**What the task asks**
Copy out each line of the data that holds the string "usize".

*** Data under study Section Begins ***

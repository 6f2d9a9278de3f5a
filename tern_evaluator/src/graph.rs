//! An explicit record of which request asked for which, for debugging.
//!
//! The evaluator only builds this when asked to; normally the shape of the
//! computation lives nowhere but on the call stack.

use fxhash::{FxBuildHasher, FxHashMap};
use indexmap::IndexSet;
use std::fmt::{self, Write};

use crate::any_request::AnyRequest;

struct Node {
    request: AnyRequest,
    /// Indices of the requests this one evaluated, in first-seen order.
    dependencies: IndexSet<usize, FxBuildHasher>,
}

#[derive(Default)]
pub(crate) struct DependencyGraph {
    indices: FxHashMap<AnyRequest, usize>,
    nodes: Vec<Node>,
}

impl DependencyGraph {
    fn node(&mut self, request: AnyRequest) -> usize {
        if let Some(&index) = self.indices.get(&request) {
            return index;
        }

        let index = self.nodes.len();
        self.indices.insert(request.clone(), index);
        self.nodes.push(Node {
            request,
            dependencies: IndexSet::default(),
        });
        index
    }

    /// Adds `request` as a root, if it is not already known.
    pub(crate) fn add_request(&mut self, request: AnyRequest) {
        self.node(request);
    }

    /// Records that `parent` evaluated `child`.
    pub(crate) fn add_dependency(&mut self, parent: AnyRequest, child: AnyRequest) {
        let parent = self.node(parent);
        let child = self.node(child);
        self.nodes[parent].dependencies.insert(child);
    }

    pub(crate) fn len(&self) -> usize {
        self.nodes.len()
    }

    /// Renders everything reachable from `root` as an indented tree. Edges
    /// back into the current path are marked instead of followed.
    pub(crate) fn dump(&self, root: &AnyRequest) -> String {
        let mut out = String::new();
        // Writing to a `String` cannot fail.
        let _ = self.write_tree(root, &mut out);
        out
    }

    fn write_tree(&self, root: &AnyRequest, out: &mut String) -> fmt::Result {
        writeln!(out, "{}", root)?;

        if let Some(&index) = self.indices.get(root) {
            let mut path = vec![index];
            self.write_dependencies(index, "", &mut path, out)?;
        }

        Ok(())
    }

    fn write_dependencies(
        &self,
        index: usize,
        prefix: &str,
        path: &mut Vec<usize>,
        out: &mut String,
    ) -> fmt::Result {
        let dependencies = &self.nodes[index].dependencies;

        for (position, &dependency) in dependencies.iter().enumerate() {
            let last = position + 1 == dependencies.len();
            let (branch, indent) = if last {
                ("`-- ", "    ")
            } else {
                ("|-- ", "|   ")
            };

            write!(out, "{}{}{}", prefix, branch, self.nodes[dependency].request)?;

            if path.contains(&dependency) {
                writeln!(out, " (cyclic dependency)")?;
                continue;
            }

            writeln!(out)?;
            path.push(dependency);
            self.write_dependencies(dependency, &format!("{}{}", prefix, indent), path, out)?;
            path.pop();
        }

        Ok(())
    }

    /// Renders the whole graph in the Graphviz `dot` language.
    pub(crate) fn graphviz(&self) -> String {
        let mut out = String::new();
        let _ = self.write_graphviz(&mut out);
        out
    }

    fn write_graphviz(&self, out: &mut String) -> fmt::Result {
        writeln!(out, "digraph Dependencies {{")?;

        for (index, node) in self.nodes.iter().enumerate() {
            writeln!(
                out,
                "  request_{} [label=\"{}\"];",
                index,
                escape_label(&node.request.to_string())
            )?;
        }

        for (index, node) in self.nodes.iter().enumerate() {
            for dependency in &node.dependencies {
                writeln!(out, "  request_{} -> request_{};", index, dependency)?;
            }
        }

        writeln!(out, "}}")
    }
}

fn escape_label(label: &str) -> String {
    let mut escaped = String::with_capacity(label.len());

    for c in label.chars() {
        match c {
            '"' | '\\' => {
                escaped.push('\\');
                escaped.push(c);
            },
            '\n' => escaped.push_str("\\n"),
            _ => escaped.push(c),
        }
    }

    escaped
}

#[cfg(test)]
mod tests {
    use super::*;
    use crate::test_requests::{Product, Sum};

    fn sum(a: i64, b: i64) -> AnyRequest {
        AnyRequest::new(Sum::new((a, b)))
    }

    #[test]
    fn dump_draws_a_tree() {
        let mut graph = DependencyGraph::default();
        graph.add_dependency(sum(0, 3), sum(0, 2));
        graph.add_dependency(sum(0, 2), sum(0, 1));
        graph.add_dependency(sum(0, 3), AnyRequest::new(Product::new((2, 2))));
        // Repeated edges are only drawn once.
        graph.add_dependency(sum(0, 3), sum(0, 2));

        assert_eq!(
            graph.dump(&sum(0, 3)),
            "Sum(0, 3)\n\
             |-- Sum(0, 2)\n\
             |   `-- Sum(0, 1)\n\
             `-- Product(2, 2)\n"
        );
    }

    #[test]
    fn dump_marks_cycles() {
        let mut graph = DependencyGraph::default();
        graph.add_dependency(sum(1, 0), sum(2, 0));
        graph.add_dependency(sum(2, 0), sum(1, 0));

        assert_eq!(
            graph.dump(&sum(1, 0)),
            "Sum(1, 0)\n\
             `-- Sum(2, 0)\n    \
                 `-- Sum(1, 0) (cyclic dependency)\n"
        );
    }

    #[test]
    fn unknown_roots_have_no_dependencies() {
        let graph = DependencyGraph::default();
        assert_eq!(graph.dump(&sum(1, 1)), "Sum(1, 1)\n");
    }

    #[test]
    fn graphviz_lists_nodes_then_edges() {
        let mut graph = DependencyGraph::default();
        graph.add_dependency(sum(1, 2), sum(3, 4));
        graph.add_request(sum(5, 6));

        assert_eq!(
            graph.graphviz(),
            "digraph Dependencies {\n  \
               request_0 [label=\"Sum(1, 2)\"];\n  \
               request_1 [label=\"Sum(3, 4)\"];\n  \
               request_2 [label=\"Sum(5, 6)\"];\n  \
               request_0 -> request_1;\n\
             }\n"
        );
        assert_eq!(graph.len(), 3);
    }

    #[test]
    fn labels_are_escaped() {
        assert_eq!(escape_label(r#"Lookup("x\y")"#), r#"Lookup(\"x\\y\")"#);
    }
}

*** Data under study Section Ends ***

**Problem solution**
    dependencies: IndexSet<usize, FxBuildHasher>,
    indices: FxHashMap<AnyRequest, usize>,
    fn node(&mut self, request: AnyRequest) -> usize {
    pub(crate) fn len(&self) -> usize {
        index: usize,
        path: &mut Vec<usize>,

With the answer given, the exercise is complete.